Italian murder trial saga draws to an end
Media coverage of the killing of British student Meredith Kercher in Perugia on the night after Halloween 2007 has concentrated on Knox.
Rome: After lurid headlines, multiple books
and even a film, a verdict in Amanda Knox`s appeal against her
conviction for murdering a British student in an Italian
university town is now expected within days.
Media coverage of the killing of British student Meredith Kercher in Perugia on the night after Halloween 2007 has
concentrated on Knox -- portrayed alternately as an American
naif abroad or a brooding figure consumed by hatred.
The truth is that even the verdict -- expected later this
week or early next week after closing arguments in the appeal
-- may not shed light on what exactly happened that gruesome
night in the stone cottage that Knox and Kercher shared.
Several observers have said the convictions of Knox and
her then boyfriend Raffaele Sollecito could be overturned
after experts commissioned by the court cast serious doubts on
some of the DNA evidence that helped convict them.
The prosecution has tried and failed to get the judge to
order another analysis of the alleged murder weapon and
Kercher`s bra clasp and has pointed to other evidence, as well
as damning details of Knox`s initial questioning.
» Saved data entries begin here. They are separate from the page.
impl DependencyGraph {
    /// Construct with the default on-disk adapters and the bundled
    /// [`RegexDependencyExtractor`], then run `initialize` immediately —
    /// `initialize` is a one-shot step owned by the constructor, never
    /// called again afterward.
    pub fn open(options: GraphOptions) -> Result<Self> {
        Self::open_with(
            options,
            Box::new(RegexDependencyExtractor::new()),
        )
    }

    /// Construct with a caller-supplied extractor (the pluggable
    /// collaborator), still running `initialize` immediately.
    pub fn open_with(
        options: GraphOptions,
        extractor: Box<dyn DependencyExtractor>,
    ) -> Result<Self> {
        let module_map_path = options.module_map_cache_path();
        let file_entry_path = options.file_entry_cache_path();

        let mut graph_cache: Box<dyn GraphCache> = Box::new(
            JsonGraphCache::open(&module_map_path).map_err(|source| {
                DepGraphError::CacheIOFailure {
                    path: module_map_path.clone(),
                    source,
                }
            })?,
        );
        let mut change_cache: Box<dyn ChangeCache> = Box::new(
            FileChangeCache::open(&file_entry_path).map_err(|source| {
                DepGraphError::CacheIOFailure {
                    path: file_entry_path.clone(),
                    source,
                }
            })?,
        );

        if options.reset {
            graph_cache
                .destroy()
                .map_err(|source| DepGraphError::CacheIOFailure {
                    path: module_map_path.clone(),
                    source,
                })?;
            change_cache
                .destroy()
                .map_err(|source| DepGraphError::CacheIOFailure {
                    path: file_entry_path.clone(),
                    source,
                })?;
        }

        let mut graph = Graph::new(options.cwd.clone());
        graph.set_ignored(options.ignored.clone());

        let mut depgraph = Self {
            graph,
            graph_cache,
            change_cache,
            extractor,
            state: State::Uninitialized,
        };
        depgraph.initialize(options.entry_files.into_iter().collect())?;
        Ok(depgraph)
    }

    /// The fixed initialization sequence: load (destructive) -> ensure entry
    /// nodes -> determine changed-among-known -> populate (force) -> save.
    fn initialize(&mut self, entry_files: Vec<PathBuf>) -> Result<()> {
        let _span = tracing::debug_span!("depgraph_initialize").entered();
        if self.state != State::Uninitialized {
            return Err(DepGraphError::AlreadyInitialized);
        }

        let records = {
            let _span = tracing::debug_span!("graph_cache_load").entered();
            self.graph_cache.all().map_err(|source| DepGraphError::CacheIOFailure {
                path: PathBuf::from("<module-map-cache>"),
                source,
            })?
        };
        tracing::debug!(known_files = records.len(), "loaded persisted module map");
        self.graph.load(records, true);

        let mut newly_added = Vec::new();
        for entry_file in entry_files {
            let absolute = self.graph.resolve_absolute(
                entry_file
                    .to_str()
                    .ok_or_else(|| DepGraphError::InvalidPath {
                        path: entry_file.to_string_lossy().into_owned(),
                    })?,
            )?;
            if self.graph.ensure_entry_file(absolute.clone()) {
                newly_added.push(absolute);
            }
        }

        let known_files = self.graph.files();
        let changed_known = self.change_cache.updated_among(&known_files);

        let mut start: Vec<PathBuf> = changed_known;
        for filename in newly_added {
            if !start.contains(&filename) {
                start.push(filename);
            }
        }

        tracing::debug!(start = start.len(), "populating from changed-plus-new-entry nodes");
        let populator = Populator::new(self.extractor.as_ref());
        populator.populate(&mut self.graph, self.change_cache.as_ref(), &start, true)?;

        {
            let _span = tracing::debug_span!("change_cache_reconcile").entered();
            self.change_cache
                .reconcile(true)
                .map_err(|source| DepGraphError::CacheIOFailure {
                    path: PathBuf::from("<file-entry-cache>"),
                    source,
                })?;
        }
        {
            let _span = tracing::debug_span!("graph_cache_save").entered();
            self.graph.save(self.graph_cache.as_mut())?;
        }

        self.state = State::Ready;
        Ok(())
    }

    pub fn graph(&self) -> &Graph {
        &self.graph
    }

    /// Add an entry file after construction. If it is genuinely new, the
    /// populator is run on it immediately.
    pub fn add_entry_file(&mut self, filename: impl AsRef<std::path::Path>) -> Result<()> {
        let absolute = self.graph.resolve_absolute(
            filename
                .as_ref()
                .to_str()
                .ok_or_else(|| DepGraphError::InvalidPath {
                    path: filename.as_ref().to_string_lossy().into_owned(),
                })?,
        )?;
        if self.graph.ensure_entry_file(absolute.clone()) {
            let populator = Populator::new(self.extractor.as_ref());
            populator.populate(
                &mut self.graph,
                self.change_cache.as_ref(),
                &[absolute],
                true,
            )?;
        }
        Ok(())
    }

    /// Remove a file from the graph, cascading to any child left with no
    /// remaining parent, and forget its change-detection snapshot so a
    /// later reload does not skip re-examining it if the path reappears.
    pub fn remove_file(&mut self, filename: impl AsRef<std::path::Path>) -> Result<()> {
        let absolute = self.graph.resolve_absolute(
            filename
                .as_ref()
                .to_str()
                .ok_or_else(|| DepGraphError::InvalidPath {
                    path: filename.as_ref().to_string_lossy().into_owned(),
                })?,
        )?;
        self.graph.delete(&absolute);
        self.change_cache.remove_entry(&absolute);
        Ok(())
    }

    /// The `affectedEntryFiles` query.
    ///
    /// `changed`: a possibly-empty set of recently-changed paths; if empty,
    /// it is derived from the change cache against every known file.
    /// `mark_changed`: paths to forcibly invalidate in the change cache
    /// before resolving `changed`.
    pub fn affected_entry_files(
        &mut self,
        changed: &[PathBuf],
        mark_changed: &[PathBuf],
    ) -> Result<AffectedFiles> {
        let _span = tracing::debug_span!("affected_entry_files").entered();
        for path in mark_changed {
            self.change_cache.remove_entry(path);
        }

        let change_set: Vec<PathBuf> = if changed.is_empty() {
            self.change_cache.updated_among(&self.graph.files())
        } else {
            changed.to_vec()
        };

        if change_set.is_empty() {
            return Ok(AffectedFiles::default());
        }

        let seeds: Vec<PathBuf> = change_set
            .iter()
            .filter_map(|path| {
                let absolute = path
                    .to_str()
                    .and_then(|s| self.graph.resolve_absolute(s).ok())?;
                self.graph.contains(&absolute).then_some(absolute)
            })
            .collect();

        if seeds.is_empty() {
            return Ok(AffectedFiles::default());
        }

        let populator = Populator::new(self.extractor.as_ref());
        populator.populate(&mut self.graph, self.change_cache.as_ref(), &seeds, false)?;

        Ok(query::affected_entry_files(&self.graph, &seeds))
    }

    /// Persist both caches to disk.
    pub fn save(&mut self) -> Result<()> {
        self.graph.save(self.graph_cache.as_mut())?;
        self.change_cache
            .reconcile(true)
            .map_err(|source| DepGraphError::CacheIOFailure {
                path: PathBuf::from("<file-entry-cache>"),
                source,
            })
    }
}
Knox and Sollecito "deserve life sentences," prosecutor
Manuela Comodi said on Saturday in her final argument before
the six-person jury.
"Reasonable doubt. For me, there has never been any," she
But prosecutors have failed to establish any real motive
and have put forward a theory that Kercher, 21, may have been
killed as part of a drug-fuelled sexual attack by Knox,
Sollecito and a third person, Rudy Guede.